Scary does not have to mean bloody

In response to Movie Review: The Conjuring:

I’m greatly looking forward to seeing “The Conjuring,” as a horror-movie buff who particularly appreciates the fine art of telling a scary story without excessive gory violence.  I’m not a snob about that – two of the three films in my all-time great list of scary movies, “Jaws” and “Alien,” have plenty of bloodshed, although neither of those films are really vulgar about it.  (The mess hall scene in “Alien” gets a special exemption in my book, as one of the rare cinematic moments that was truly unprecedented, and will never be duplicated.)

But the scariest film of all time, “The Exorcist,” has a body count of three: one ambiguous murder we don’t even see, one heart attack, and one demon-stomping act of noble sacrifice.  The hugely successful “Paranormal Activity” films don’t get ugly until the very end, and their violent final scenes are quite muted by modern standards – you’ll see plenty of network TV shows with more graphic violence.  Also, the “Paranormal” films get all the goosebump heavy lifting done long before they turn feral.  I never thought I’d see an entire theater leap out of its seats because a bunch of kitchen cabinet doors slammed shut.

The director of “The Conjuring” gave us the bloody “Saw” films, to be sure, but he was far more unsettling when he left the buckets of blood behind and made “Insidious.”  I’d also mention “The Blair Witch Project,” which has picked up plenty of detractors over the years, and the shaky-cam ruins it for many viewers, but I think the film buried under all the hype stands up well as a spooky movie that doesn’t spill any blood. 

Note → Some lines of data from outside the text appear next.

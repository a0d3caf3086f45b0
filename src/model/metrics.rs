//! Classification metrics: confusion counts, per-class reports, ROC/AUC

use serde::Serialize;

/// Binary confusion counts.
#[derive(Debug, Clone, Copy, Default, PartialEq, Eq, Serialize)]
pub struct ConfusionMatrix {
    pub true_positives: usize,
    pub false_positives: usize,
    pub true_negatives: usize,
    pub false_negatives: usize,
}

impl ConfusionMatrix {
    pub fn from_predictions(y_true: &[usize], y_pred: &[usize]) -> Self {
        let mut matrix = Self::default();
        for (&truth, &pred) in y_true.iter().zip(y_pred.iter()) {
            match (truth, pred) {
                (1, 1) => matrix.true_positives += 1,
                (0, 1) => matrix.false_positives += 1,
                (0, 0) => matrix.true_negatives += 1,
                _ => matrix.false_negatives += 1,
            }
        }
        matrix
    }
}

/// Precision, recall, F1 and support for one class.
#[derive(Debug, Clone, Copy, Default, Serialize)]
pub struct ClassMetrics {
    pub precision: f64,
    pub recall: f64,
    pub f1: f64,
    pub support: usize,
}

/// Per-class metrics plus the usual aggregates.
#[derive(Debug, Clone, Serialize)]
pub struct ClassificationReport {
    /// Metrics for class 0 (retained) and class 1 (churned), in that order.
    pub classes: Vec<(String, ClassMetrics)>,
    pub accuracy: f64,
    pub macro_avg: ClassMetrics,
    pub weighted_avg: ClassMetrics,
}

/// Fraction of predictions that match the truth.
pub fn accuracy(y_true: &[usize], y_pred: &[usize]) -> f64 {
    if y_true.is_empty() {
        return 0.0;
    }
    let correct = y_true
        .iter()
        .zip(y_pred.iter())
        .filter(|(t, p)| t == p)
        .count();
    correct as f64 / y_true.len() as f64
}

/// Build a binary classification report in the familiar layout.
pub fn classification_report(y_true: &[usize], y_pred: &[usize]) -> ClassificationReport {
    let classes: Vec<(String, ClassMetrics)> = [0usize, 1]
        .iter()
        .map(|&class| (class.to_string(), class_metrics(y_true, y_pred, class)))
        .collect();

    let total: usize = classes.iter().map(|(_, m)| m.support).sum();
    let n_classes = classes.len() as f64;

    let macro_avg = ClassMetrics {
        precision: classes.iter().map(|(_, m)| m.precision).sum::<f64>() / n_classes,
        recall: classes.iter().map(|(_, m)| m.recall).sum::<f64>() / n_classes,
        f1: classes.iter().map(|(_, m)| m.f1).sum::<f64>() / n_classes,
        support: total,
    };

    let weight = |value: fn(&ClassMetrics) -> f64, classes: &[(String, ClassMetrics)]| {
        if total == 0 {
            return 0.0;
        }
        classes
            .iter()
            .map(|(_, m)| value(m) * m.support as f64)
            .sum::<f64>()
            / total as f64
    };

    let weighted_avg = ClassMetrics {
        precision: weight(|m| m.precision, &classes),
        recall: weight(|m| m.recall, &classes),
        f1: weight(|m| m.f1, &classes),
        support: total,
    };

    ClassificationReport {
        classes,
        accuracy: accuracy(y_true, y_pred),
        macro_avg,
        weighted_avg,
    }
}

fn class_metrics(y_true: &[usize], y_pred: &[usize], class: usize) -> ClassMetrics {
    let mut tp = 0usize;
    let mut fp = 0usize;
    let mut fn_ = 0usize;
    let mut support = 0usize;

    for (&truth, &pred) in y_true.iter().zip(y_pred.iter()) {
        if truth == class {
            support += 1;
            if pred == class {
                tp += 1;
            } else {
                fn_ += 1;
            }
        } else if pred == class {
            fp += 1;
        }
    }

    let precision = safe_ratio(tp, tp + fp);
    let recall = safe_ratio(tp, tp + fn_);
    let f1 = if precision + recall > 0.0 {
        2.0 * precision * recall / (precision + recall)
    } else {
        0.0
    };

    ClassMetrics {
        precision,
        recall,
        f1,
        support,
    }
}

fn safe_ratio(numerator: usize, denominator: usize) -> f64 {
    if denominator == 0 {
        0.0
    } else {
        numerator as f64 / denominator as f64
    }
}

/// ROC curve as (false-positive-rate, true-positive-rate) points, swept from
/// the highest score threshold down.
pub fn roc_curve(y_true: &[usize], scores: &[f64]) -> Vec<(f64, f64)> {
    let positives = y_true.iter().filter(|&&t| t == 1).count();
    let negatives = y_true.len() - positives;
    if positives == 0 || negatives == 0 {
        return vec![(0.0, 0.0), (1.0, 1.0)];
    }

    let mut pairs: Vec<(f64, usize)> = scores
        .iter()
        .copied()
        .zip(y_true.iter().copied())
        .collect();
    pairs.sort_by(|a, b| b.0.partial_cmp(&a.0).unwrap_or(std::cmp::Ordering::Equal));

    let mut points = vec![(0.0, 0.0)];
    let mut tp = 0usize;
    let mut fp = 0usize;
    let mut i = 0;

    while i < pairs.len() {
        let threshold = pairs[i].0;
        // Consume every sample tied at this threshold before emitting a point
        while i < pairs.len() && (pairs[i].0 - threshold).abs() < 1e-12 {
            if pairs[i].1 == 1 {
                tp += 1;
            } else {
                fp += 1;
            }
            i += 1;
        }
        points.push((fp as f64 / negatives as f64, tp as f64 / positives as f64));
    }

    points
}

/// Area under a ROC curve by trapezoidal integration.
pub fn roc_auc(points: &[(f64, f64)]) -> f64 {
    points
        .windows(2)
        .map(|pair| {
            let (x0, y0) = pair[0];
            let (x1, y1) = pair[1];
            (x1 - x0) * (y0 + y1) / 2.0
        })
        .sum()
}
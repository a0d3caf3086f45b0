//! Evaluation summary printed at the end of a run

use comfy_table::{presets::UTF8_FULL_CONDENSED, Attribute, Cell, Color, Table};
use console::style;

use crate::model::forest::ForestConfig;
use crate::model::metrics::ClassificationReport;

/// Summary of both models' test-split performance
#[derive(Debug)]
pub struct EvaluationSummary {
    pub rows: usize,
    pub train_rows: usize,
    pub test_rows: usize,
    pub best_forest: ForestConfig,
    pub forest_test: ClassificationReport,
    pub forest_auc: f64,
    pub logistic_test: ClassificationReport,
    pub logistic_auc: f64,
}

impl EvaluationSummary {
    pub fn display(&self) {
        println!();
        println!(
            "    {} {}",
            style("📋").cyan(),
            style("EVALUATION SUMMARY").white().bold()
        );
        println!("    {}", style("─".repeat(50)).dim());
        println!();
        println!(
            "      Rows: {} ({} train / {} test)",
            style(self.rows).yellow(),
            self.train_rows,
            self.test_rows
        );
        println!(
            "      Best forest: {}",
            style(&self.best_forest).yellow()
        );
        println!();

        let mut table = Table::new();
        table.load_preset(UTF8_FULL_CONDENSED);
        table.set_header(vec![
            Cell::new("Model").add_attribute(Attribute::Bold),
            Cell::new("Accuracy").add_attribute(Attribute::Bold),
            Cell::new("Precision (churn)").add_attribute(Attribute::Bold),
            Cell::new("Recall (churn)").add_attribute(Attribute::Bold),
            Cell::new("F1 (churn)").add_attribute(Attribute::Bold),
            Cell::new("AUC").add_attribute(Attribute::Bold),
        ]);

        table.add_row(model_row(
            "Random Forest",
            &self.forest_test,
            self.forest_auc,
        ));
        table.add_row(model_row(
            "Logistic Regression",
            &self.logistic_test,
            self.logistic_auc,
        ));

        // Indent the table
        for line in table.to_string().lines() {
            println!("    {}", line);
        }
    }
}

fn model_row(name: &str, report: &ClassificationReport, auc: f64) -> Vec<Cell> {
    let churn = report
        .classes
        .iter()
        .find(|(label, _)| label == "1")
        .map(|(_, metrics)| *metrics)
        .unwrap_or_default();

    vec![
        Cell::new(name),
        metric_cell(report.accuracy),
        metric_cell(churn.precision),
        metric_cell(churn.recall),
        metric_cell(churn.f1),
        metric_cell(auc),
    ]
}

fn metric_cell(value: f64) -> Cell {
    let color = if value >= 0.8 {
        Color::Green
    } else if value >= 0.6 {
        Color::Yellow
    } else {
        Color::Red
    };
    Cell::new(format!("{:.3}", value)).fg(color)
}
//! Command-line argument definitions using clap

use clap::Parser;
use std::path::PathBuf;

/// Churnflow - predict customer churn from a CSV dataset
#[derive(Parser, Debug)]
#[command(name = "churnflow")]
#[command(author, version, about, long_about = None)]
pub struct Cli {
    /// Input CSV file path
    #[arg(short, long)]
    pub input: PathBuf,

    /// Directory for exploratory plot images
    #[arg(long, default_value = "eda_results")]
    pub eda_dir: PathBuf,

    /// Directory for evaluation report images
    #[arg(long, default_value = "reports")]
    pub reports_dir: PathBuf,

    /// Directory for serialized model files
    #[arg(long, default_value = "models")]
    pub models_dir: PathBuf,

    /// Stage log destination
    #[arg(long, default_value = "logs/churnflow.log")]
    pub log_file: PathBuf,

    /// Random seed for the train/test split, bootstraps and fold assignment
    #[arg(long, default_value = "42")]
    pub seed: u64,

    /// Fraction of rows held out for testing (0 to 1, exclusive)
    #[arg(long, default_value = "0.3", value_parser = validate_test_size)]
    pub test_size: f64,

    /// Cross-validation folds for the hyperparameter grid search
    #[arg(long, default_value = "5")]
    pub cv_folds: usize,

    /// Use a reduced hyperparameter grid for quick runs
    #[arg(long, default_value = "false")]
    pub quick: bool,

    /// Number of rows to use for CSV schema inference
    #[arg(long, default_value = "10000")]
    pub infer_schema_length: usize,
}

/// Validate that the test fraction leaves rows on both sides of the split
fn validate_test_size(s: &str) -> Result<f64, String> {
    let value: f64 = s
        .parse()
        .map_err(|_| format!("'{}' is not a valid number", s))?;
    if value <= 0.0 || value >= 1.0 {
        return Err(format!(
            "test size must be between 0 and 1 (exclusive), got {}",
            value
        ));
    }
    Ok(value)
}

#[cfg(test)]
mod tests {
    use super::*;

    #[test]
    fn test_size_validator_accepts_valid_fractions() {
        assert!(validate_test_size("0.3").is_ok());
        assert!(validate_test_size("0.5").is_ok());
    }

    #[test]
    fn test_size_validator_rejects_out_of_range() {
        assert!(validate_test_size("0").is_err());
        assert!(validate_test_size("1").is_err());
        assert!(validate_test_size("1.5").is_err());
        assert!(validate_test_size("abc").is_err());
    }

    #[test]
    fn cli_parses_minimal_invocation() {
        let cli = Cli::try_parse_from(["churnflow", "--input", "data/bank_data.csv"]).unwrap();
        assert_eq!(cli.input, PathBuf::from("data/bank_data.csv"));
        assert_eq!(cli.seed, 42);
        assert!((cli.test_size - 0.3).abs() < 1e-12);
        assert!(!cli.quick);
    }

    #[test]
    fn cli_requires_input() {
        assert!(Cli::try_parse_from(["churnflow"]).is_err());
    }
}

I admire the creativity, character work, and atmospheric craft necessary to make something truly scary without bloody violence.  It looks like “The Conjuring” fills that bill.  Anyone interested in a really outstanding example of the form should look up the George C. Scott film “The Changeling,” an under-appreciated grand-master class in using character, setting, and elegant creepiness to scare the crumbs out of an audience without a drop of blood.  I’ll see your slasher-film meat cleavers and chainsaws, and raise you a cobwebbed wheelchair and a bouncing rubber ball.